Amerykański prezydent elekt na razie wstrzymał się od ujawnienia szczegółów nowego projektu. Stwierdził, że prace nad nim dobiegają końca i niedługo zostanie przedstawiony w Kongresie.
Wesprzyj nas już teraz!
Projekt przewiduje wdrożenie znacznie prostszego i tańszego systemu. Składki na ubezpieczenie mają zostać obniżone – zasugerował Trump. – Będziemy mieć ubezpieczenie dla wszystkich. W niektórych kręgach panowała taka filozofia, że jeśli nie stać cię na opłacenie składek, to nie możesz korzystać z ubezpieczenia. Za naszych czasów tak nie będzie – zapewnił prezydent elekt.

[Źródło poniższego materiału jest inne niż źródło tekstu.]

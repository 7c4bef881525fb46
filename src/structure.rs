use crate::{
    Analyzer, AnalyzerError, AnalyzerKind, ExternalTool, Finding, FindingResult, ScanConfig,
    ScanTarget, Severity, StructuralResult,
};

// ── StructuralValidator ───────────────────────────────────────────────────────

/// Confirms the file is well-formed PDF syntax by running `qpdf --check`.
///
/// Exit status 0 means the checker found nothing wrong. Any other status is a
/// failing verdict, with the checker's diagnostics kept verbatim.
#[derive(Debug, Clone)]
pub struct StructuralValidator {
    tool: ExternalTool,
}

impl StructuralValidator {
    pub fn new(config: &ScanConfig) -> Self {
        Self {
            tool: ExternalTool::new(&config.qpdf_program, config.tool_timeout),
        }
    }
}

impl Analyzer for StructuralValidator {
    fn kind(&self) -> AnalyzerKind {
        AnalyzerKind::Structure
    }

    fn run(&self, target: &ScanTarget) -> Result<Finding, AnalyzerError> {
        let output = self
            .tool
            .run([std::ffi::OsStr::new("--check"), target.path().as_os_str()])?;

        let passed = output.success();
        // qpdf reports most problems on stderr but a few only on stdout.
        let diagnostics = if output.stderr.trim().is_empty() && !passed {
            output.stdout
        } else {
            output.stderr
        };

        let result = StructuralResult {
            passed,
            exit_code: output.exit_code,
            diagnostics: diagnostics.trim_end().to_string(),
        };
        let severity = if passed {
            Severity::Info
        } else {
            Severity::Warning
        };
        Ok(Finding::new(
            self.kind(),
            FindingResult::Structural(result),
            severity,
        ))
    }
}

Trump zasugerował, że koszty ubezpieczenia w części poniosą koncerny farmaceutyczne, które będą zmuszane do obniżenia cen leków i bezpośredniego negocjowania z Medicare i Medicaid rządowych planów zdrowotnych dla osób starszych i ubogich.
Zdominowana przez Republikanów Izba Reprezentantów w piątek przegłosowała ustawę inicjującą proces znoszenia Afordable Care Act, popularnie nazywanego „Obamacare”. Republikańscy kandydaci do Kongresu, a także Donald Trump jeszcze podczas kampanii wyborczej zapowiadali, że będą chcieli doprowadzić do uchylenia ustawy zdrowotnej, której przyjęcie było „katastrofą”. Ustawa wprowadzała m.in. obowiązek opłacania przez pracodawców – także tych religijnych, czyli między innymi przez kościoły – pakietów ubezpieczeniowych obejmujących usługi aborcyjne, sterylizacyjne i antykoncepcyjne dla swoich pracowników.
Demokraci przekonują, że Obamacare obejmowała ubezpieczeniem dodatkowo 20 mln Amerykanów i ograniczyła wzrost wydatków na opiekę zdrowotną z budżetu federalnego. Głównym beneficjentem okazała się jednak sieć ośrodków aborcyjnych Planned Parenthood.